In the early stages I also remember a huge gap in our decent work movement. It lacked the acknowledgement of how most of our workers are from equity-deserving communities, analysis of how different intersecting identities shape working conditions, and proactive solutions to combat the same. Fast forward to 2023, Pathways to Decent Work, eight pathways, and numerous resources to help organizations advance decent work and equity for Black, Indigenous, and/or racialized people in our sector, was born through the hard work of our colleague Yami at that time.
10 years of decent work is a fraction of time it takes to change systems
Milestone anniversaries are important, as I learned recently when I attended Laidlaw Foundation’s 10 year reflection on their Trust and Reconciliation work. It’s a much needed moment to stop and reflect on systems change work because the work can be so incremental, non-linear, and imperfect.
Over the past 10 years, I’m proud to say ONN has fundamentally shifted the conversation about work in the nonprofit sector through our decent work movement building, alongside nonprofits, funders, and other interested parties. It took 10 years to move decent work as a concept from the International Labour Organization to a necessary way of being for nonprofits across Ontario and Canada.
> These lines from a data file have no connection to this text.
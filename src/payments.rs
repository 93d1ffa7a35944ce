//! Payments

use rust_decimal::Decimal;
use serde::{Deserialize, Serialize};
use serde_json::{Map, Value};
use tracing::debug;

use crate::money::{sub_amounts, sum_amounts};

/// Largest difference between declared payments and the order total that still
/// reconciles (one cent).
pub const PAYMENT_TOLERANCE: Decimal = Decimal::from_parts(1, 0, 0, false, 2);

/// One declared way of paying part of an order (cash, card, transfer, ...).
#[derive(Debug, Clone, PartialEq, Default, Serialize, Deserialize)]
pub struct PaymentMethodEntry {
    /// Caller-assigned identifier
    pub id: String,

    /// Payment method name
    pub method: String,

    /// Amount paid with this method
    pub amount: Decimal,

    /// Method-specific details (card brand, installments, ...)
    #[serde(default, skip_serializing_if = "Option::is_none")]
    pub details: Option<Map<String, Value>>,
}

impl PaymentMethodEntry {
    /// Create an entry without details.
    pub fn new(id: impl Into<String>, method: impl Into<String>, amount: Decimal) -> Self {
        Self {
            id: id.into(),
            method: method.into(),
            amount,
            details: None,
        }
    }
}

/// Outcome of reconciling declared payments against a total.
#[derive(Debug, Copy, Clone, PartialEq, Eq, Serialize, Deserialize)]
pub struct PaymentValidation {
    /// Whether the payments cover the total within [`PAYMENT_TOLERANCE`]
    pub valid: bool,

    /// `total` minus the sum of payments; positive when underpaid
    pub diff: Decimal,
}

/// Sum of every declared payment amount.
pub fn payments_total(methods: &[PaymentMethodEntry]) -> Decimal {
    sum_amounts(methods.iter().map(|entry| entry.amount))
}

/// Check that declared payment amounts add up to `total`.
pub fn validate_payment_methods(
    methods: &[PaymentMethodEntry],
    total: Decimal,
) -> PaymentValidation {
    let diff = sub_amounts(total, payments_total(methods));
    let valid = diff.abs() < PAYMENT_TOLERANCE;

    debug!(methods = methods.len(), %total, %diff, valid, "validated payment methods");

    PaymentValidation { valid, diff }
}
//! fieldledger
//!
//! Financial calculations for field-service orders: discount tiers and totals,
//! installment schedules, payment reconciliation, credit-card statement dates
//! and vehicle trip tracking. Everything here is a plain calculation over its
//! inputs; storage, delivery and presentation belong to the caller.

pub mod config;
pub mod discounts;
pub mod fixtures;
pub mod installments;
pub mod money;
pub mod orders;
pub mod payments;
pub mod prelude;
pub mod report;
pub mod statements;
pub mod totals;
pub mod trips;
pub mod webhook;
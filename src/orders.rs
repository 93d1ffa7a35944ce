//! Service order lines

use rust_decimal::Decimal;
use serde::{Deserialize, Serialize};

use crate::money::{mul_amounts, sum_amounts};

/// A part or service billed on a service order.
#[derive(Debug, Clone, PartialEq, Eq, Serialize, Deserialize)]
pub struct LineItem {
    /// What was supplied or done
    pub description: String,

    /// Units supplied (hours for services)
    pub quantity: Decimal,

    /// Price per unit
    pub unit_price: Decimal,
}

impl LineItem {
    /// Create a line item.
    pub fn new(description: impl Into<String>, quantity: Decimal, unit_price: Decimal) -> Self {
        Self {
            description: description.into(),
            quantity,
            unit_price,
        }
    }

    /// Quantity times unit price, saturating on overflow.
    pub fn total(&self) -> Decimal {
        mul_amounts(self.quantity, self.unit_price)
    }
}

/// Sum of every line total; zero for no lines.
pub fn subtotal(lines: &[LineItem]) -> Decimal {
    sum_amounts(lines.iter().map(LineItem::total))
}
Regardless of public policy wins, that means something, especially as I think of the many stories like the one I shared above.
What created conditions for this type of systemic change:
- Trust-based philanthropy that allowed us to be experimental.
- Unwavering commitment of our colleagues at ONN to drive the work forward with innovation and creativity.
- Simply put, good, strong partners to champion decent work.
- Deep curiosity of nonprofits to go on this journey with us.
But, even as we recognize that many in our sector see and believe in the value of decent work we are at a moment of inflection.
Decent work: what now?
The work isn’t always easy – it can involve difficult conversations, moments of change management, time for reflection – but, the opportunity to create a thriving sector, with fair, just employment is something that many nonprofits and workers continue to strive for.
And yet, we know at this moment as we reflect on the last decade of the decent work movement, that systems and barriers are working against our goals. There was some hopefulness as we came out of the pandemic that decent work could revolutionize the nonprofit sector and how we support our workers. But, current backlash to equity, increasing racism and polarization, the rise in facism, austerity, and the economic downturn all affect decent work in negative ways.
A big daunting question remains: what is the future of decent work?
Don’t stop, don’t go backwards, keep building worker power
The answer is simple: don’t stop, and don’t go backwards, keep building worker power.
We have come so far in building a foundation of decent work in the nonprofit sector. We might slow down in the face of new challenges, shift our tactics to tackle new frontiers of decent work, and embrace new allies to protect progressive gains. But, there is no option to stop.
Time and time again we have learned that it is building worker power – empowering, organizing, validating, and equipping individuals workers to collectively shift their working conditions – moves us closer to the systems change we seek.
So, my call to action to you all is to join the decent work movement and, if you are already part of the movement, recommit to another 10 years of movement building with us.